Z Holler: Radical Truth Seeker
PHS recently brought into the collections the personal papers of Z Holler, a radical Jesus-follower, truth seeker, and Presbyterian. Our thanks first go out to Charlene Holler and the rest of Z's family, and to our friends in Salem Presbytery who spoke up on our behalf.
Zeb North Holler, Jr. was born 2 August 1928 in Atlanta and grew up attending services at Presbyterian Church of the Covenant (Greensboro, N.C.). Z graduated from Davidson College in 1949 and from Union Theological Seminary (Richmond., Va.) in 1958. From 1950 to 1955 he was a U.S. Navy aviator. From 1960 to 1964 he was pastor of the Young Memorial Associate Reformed Presbyterian Church (Anderson, S.C.), and a member of faculty at the Anderson School of Theology for Laymen. Z was pastor at Central Presbyterian Church (Atlanta, Ga.) from 1966 to 1968, and at Fort Hill Presbyterian Church (Clemson, S.C.) until 1979, when he took the pastorate at his home church, Church of the Covenant, in Greensboro.
In Anderson, Z's church hosted a group of Freedom Riders. As his eulogist put it, "While they were there, he got a call from the Ku Klux Klan. They told him to stop. Z said no." While at Central Atlanta, following the assassination of Martin Luther King, Jr., Z and the church opened its building to visiting mourners, housing some and feeding more than 5,000.
Two months after Z returned to Greensboro, a confrontation pitting labor and communist activists against Neo-Nazis and the Ku Klux Klan ended with five leftists dead and more than 20 wounded. Z ministered to Greensboro's African American community and promoted inter-racial "truth speaking" in the wake of the massacre.

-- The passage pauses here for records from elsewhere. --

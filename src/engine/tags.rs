//! # Tag Resolution
//!
//! A subscriber can receive tags from two independent sources:
//!
//! * the static tag selected on the feed, applied to every subscriber;
//! * a form field whose submitted value is a tag *name*, matched exactly
//!   (case-sensitive) against the remote tag list.
//!
//! An unmatched name is not an error: select options can go stale and free text
//! can be anything. A failure fetching the tag list only disables the dynamic
//! source; the static tag is still resolved.

use crate::engine::api::{RemoteTag, SubscriberApi};
use crate::engine::error::TagLookupError;
use log::{debug, warn};
use serde::{Deserialize, Serialize};

/// Where a resolved tag came from. Used for logging only.
#[derive(Debug, Clone, PartialEq, Eq, Serialize, Deserialize)]
#[serde(tag = "source", rename_all = "snake_case")]
pub enum TagSource {
    Static,
    Field { name: String },
}

#[derive(Debug, Clone, PartialEq, Eq, Serialize, Deserialize)]
pub struct ResolvedTag {
    pub id: u64,
    #[serde(flatten)]
    pub source: TagSource,
}

/// Final, ordered and de-duplicated list of tags to apply
#[derive(Debug, Clone, PartialEq, Eq, Serialize, Deserialize)]
pub enum TagResolution {
    NoTags,
    Tags(Vec<ResolvedTag>),
}

impl TagResolution {
    pub fn ids(&self) -> Vec<u64> {
        match self {
            TagResolution::NoTags => Vec::new(),
            TagResolution::Tags(tags) => tags.iter().map(|tag| tag.id).collect(),
        }
    }

    pub fn is_empty(&self) -> bool {
        matches!(self, TagResolution::NoTags)
    }
}

/// Resolve the tags for one subscriber.
///
/// Returns the resolution together with the tag-list lookup failure, if one
/// happened, so the caller can report it without losing the static tag.
pub async fn resolve_tags(
    api: &dyn SubscriberApi,
    static_tag: Option<u64>,
    dynamic_name: Option<&str>,
) -> (TagResolution, Option<TagLookupError>) {
    let mut lookup_error = None;

    let dynamic = match dynamic_name.filter(|name| !name.trim().is_empty()) {
        Some(name) => match api.list_tags().await {
            Ok(remote) => {
                let found = find_tag_id(&remote, name);
                if found.is_none() {
                    debug!("Tag '{name}' does not exist in ConvertKit, skipping");
                }
                found.map(|id| ResolvedTag {
                    id,
                    source: TagSource::Field {
                        name: name.to_string(),
                    },
                })
            }
            Err(e) => {
                warn!("Tag list unavailable, resolving static tag only: {e}");
                lookup_error = Some(TagLookupError(e));
                None
            }
        },
        None => None,
    };

    let static_tag = static_tag.map(|id| ResolvedTag {
        id,
        source: TagSource::Static,
    });

    (collect_tags(static_tag, dynamic), lookup_error)
}

/// Exact, case-sensitive name match
pub fn find_tag_id(tags: &[RemoteTag], name: &str) -> Option<u64> {
    tags.iter().find(|tag| tag.name == name).map(|tag| tag.id)
}

/// Combine the static and dynamic candidates, keeping first-seen order
pub fn collect_tags(static_tag: Option<ResolvedTag>, dynamic: Option<ResolvedTag>) -> TagResolution {
    let mut tags: Vec<ResolvedTag> = Vec::with_capacity(2);

    for candidate in [static_tag, dynamic].into_iter().flatten() {
        if candidate.id == 0 || tags.iter().any(|tag| tag.id == candidate.id) {
            continue;
        }
        tags.push(candidate);
    }

    if tags.is_empty() {
        TagResolution::NoTags
    } else {
        TagResolution::Tags(tags)
    }
}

Upon his retirement from Covenant in 1993, with Rev. Nelson Johnson and Barbara Dua, Z organized the Beloved Community Center, a non profit devoted to racial and economic justice. In 2001, Z co-chaired the Greensboro Truth and Reconciliation Commission Project, which culminated in the formation of a truth and reconciliation commission to address the effects of the 1979 massacre, the first group of its kind in the United States.